Stored data entries

============================================================

//! Compiler lifecycle: start, stop, reset, clean and the output file.

use cmbridge_adapter::{AdapterError, AdapterEvent, CodeStatement, SessionState};

use crate::common::{Fixture, READY_LINE, drain, output_lines, until_output};

#[tokio::test]
async fn start_waits_for_ready_line() {
    let fixture = Fixture::new();
    let (mut adapter, mut rx) = fixture.adapter();

    assert!(adapter.start().await.unwrap());
    assert_eq!(adapter.state(), SessionState::Running);
    assert!(output_lines(&drain(&mut rx)).contains(&READY_LINE));

    adapter.shutdown().await;
}

#[tokio::test]
async fn stop_writes_killed_banner() {
    let fixture = Fixture::new();
    let (mut adapter, mut rx) = fixture.adapter();
    adapter.start().await.unwrap();
    drain(&mut rx);

    adapter.stop().await;
    assert_eq!(adapter.state(), SessionState::Stopped);
    let events = drain(&mut rx);
    assert_eq!(events.first(), Some(&AdapterEvent::OutputCleared));
    assert!(output_lines(&events).contains(&"[INFO CM Killed]"));

    // Stopping again does nothing.
    adapter.stop().await;
    assert!(drain(&mut rx).is_empty());
}

#[tokio::test]
async fn reset_starts_a_fresh_process() {
    let fixture = Fixture::new();
    let (mut adapter, mut rx) = fixture.adapter();
    adapter.start().await.unwrap();
    drain(&mut rx);

    assert!(adapter.reset().await.unwrap());
    assert_eq!(adapter.state(), SessionState::Running);
    assert!(output_lines(&drain(&mut rx)).contains(&READY_LINE));

    adapter.shutdown().await;
}

#[tokio::test]
async fn operations_start_the_compiler_on_demand() {
    let fixture = Fixture::new();
    let (mut adapter, mut rx) = fixture.adapter();

    adapter.run("hello();").await.unwrap();
    assert_eq!(adapter.state(), SessionState::Running);
    until_output(&mut rx, "got:hello();").await;

    adapter.shutdown().await;
}

#[tokio::test]
async fn clean_always_leaves_stopped() {
    let fixture = Fixture::new();
    let (mut adapter, mut rx) = fixture.adapter();
    adapter.start().await.unwrap();
    drain(&mut rx);

    adapter.clean().await.unwrap();
    assert_eq!(adapter.state(), SessionState::Stopped);

    let events = drain(&mut rx);
    assert_eq!(
        output_lines(&events),
        vec![
            "Starting Clean...",
            "[INFO make clean-cm:]",
            "---------------------",
            "removed build",
            "---------------------",
            "[INFO CM Clean]",
        ]
    );

    // Clean from Stopped stays Stopped.
    adapter.clean().await.unwrap();
    assert_eq!(adapter.state(), SessionState::Stopped);
}

#[tokio::test]
async fn failing_clean_command_still_stops() {
    let fixture = Fixture::new();
    let mut config = fixture.config();
    config.clean_program = "no-such-make-binary".into();
    let (mut adapter, _rx) = cmbridge_adapter::CompilerAdapter::new(config);
    adapter.start().await.unwrap();

    let err = adapter.clean().await.unwrap_err();
    assert!(matches!(err, AdapterError::Clean(_)));
    assert_eq!(adapter.state(), SessionState::Stopped);
}

#[tokio::test]
async fn clean_cmx_removes_generated_files() {
    let fixture = Fixture::new();
    fixture.write("custom/acme/w.cmx", "package $dynamicPackageName;");
    let generated = fixture.write("custom/acme/w.cm", "package custom.acme;");
    let authored = fixture.write("custom/acme/plain.cm", "package custom.acme;");

    let (mut adapter, mut rx) = fixture.adapter();
    adapter.start().await.unwrap();
    drain(&mut rx);

    adapter.clean_cmx().await.unwrap();
    assert_eq!(adapter.state(), SessionState::Stopped);
    assert!(!generated.exists());
    assert!(authored.exists());

    let events = drain(&mut rx);
    let lines = output_lines(&events);
    assert_eq!(lines.first(), Some(&"[INFO make clean-cmx:]"));
    assert_eq!(lines.last(), Some(&"[INFO CMX Clean]"));
}

#[tokio::test]
async fn stopping_releases_pending_statement() {
    let fixture = Fixture::new();
    let (mut adapter, _rx) = fixture.adapter();

    let statement = CodeStatement::new("wait();", "^never$").unwrap();
    let watch = adapter.submit_statement(statement).await.unwrap().unwrap();
    adapter.stop().await;

    assert!(matches!(watch.wait().await, Err(AdapterError::SessionEnded)));
}

#[tokio::test]
async fn quit_debug_only_when_running() {
    let fixture = Fixture::new();
    let (mut adapter, mut rx) = fixture.adapter();

    adapter.quit_debug().await.unwrap();
    assert_eq!(adapter.state(), SessionState::Stopped);

    adapter.start().await.unwrap();
    adapter.quit_debug().await.unwrap();
    until_output(&mut rx, "debug quit").await;

    adapter.shutdown().await;
}

#[tokio::test]
async fn output_file_toggle() {
    let fixture = Fixture::new();
    let (mut adapter, mut rx) = fixture.adapter();
    adapter.start().await.unwrap();

    let path = adapter.start_writing_output_file().await.unwrap();
    assert_eq!(path, fixture.path("output.log"));
    assert!(adapter.is_writing_output_file().await);
    adapter.run_if_started("logged();").await.unwrap();
    until_output(&mut rx, "got:logged();").await;

    adapter.stop_writing_output_file().await;
    assert!(!adapter.is_writing_output_file().await);
    adapter.run_if_started("not_logged();").await.unwrap();
    let events = until_output(&mut rx, "got:not_logged();").await;
    assert!(output_lines(&events).contains(&"[Stopped writing output to file]"));

    let content = std::fs::read_to_string(path).unwrap();
    assert!(content.contains("got:logged();"));
    assert!(!content.contains("not_logged"));

    adapter.shutdown().await;
}

#[tokio::test]
async fn process_exit_is_reported() {
    let fixture = Fixture::new();
    let mut config = fixture.config();
    config.ready_pattern = None;
    config.args = vec!["-c".into(), "echo bye".into()];
    let (mut adapter, mut rx) = cmbridge_adapter::CompilerAdapter::new(config);
    adapter.start().await.unwrap();

    let events = until_output(&mut rx, "bye").await;
    assert!(output_lines(&events).contains(&"bye"));
    let stopped = tokio::time::timeout(std::time::Duration::from_secs(5), rx.recv())
        .await
        .unwrap();
    assert!(matches!(stopped, Some(AdapterEvent::SessionStopped { .. })));

    adapter.shutdown().await;
}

============================================================

Reproduce every line from the entries that holds the word "async".

async fn start_waits_for_ready_line() {
async fn stop_writes_killed_banner() {
async fn reset_starts_a_fresh_process() {
async fn operations_start_the_compiler_on_demand() {
async fn clean_always_leaves_stopped() {
async fn failing_clean_command_still_stops() {
async fn clean_cmx_removes_generated_files() {
async fn stopping_releases_pending_statement() {
async fn quit_debug_only_when_running() {
async fn output_file_toggle() {
async fn process_exit_is_reported() {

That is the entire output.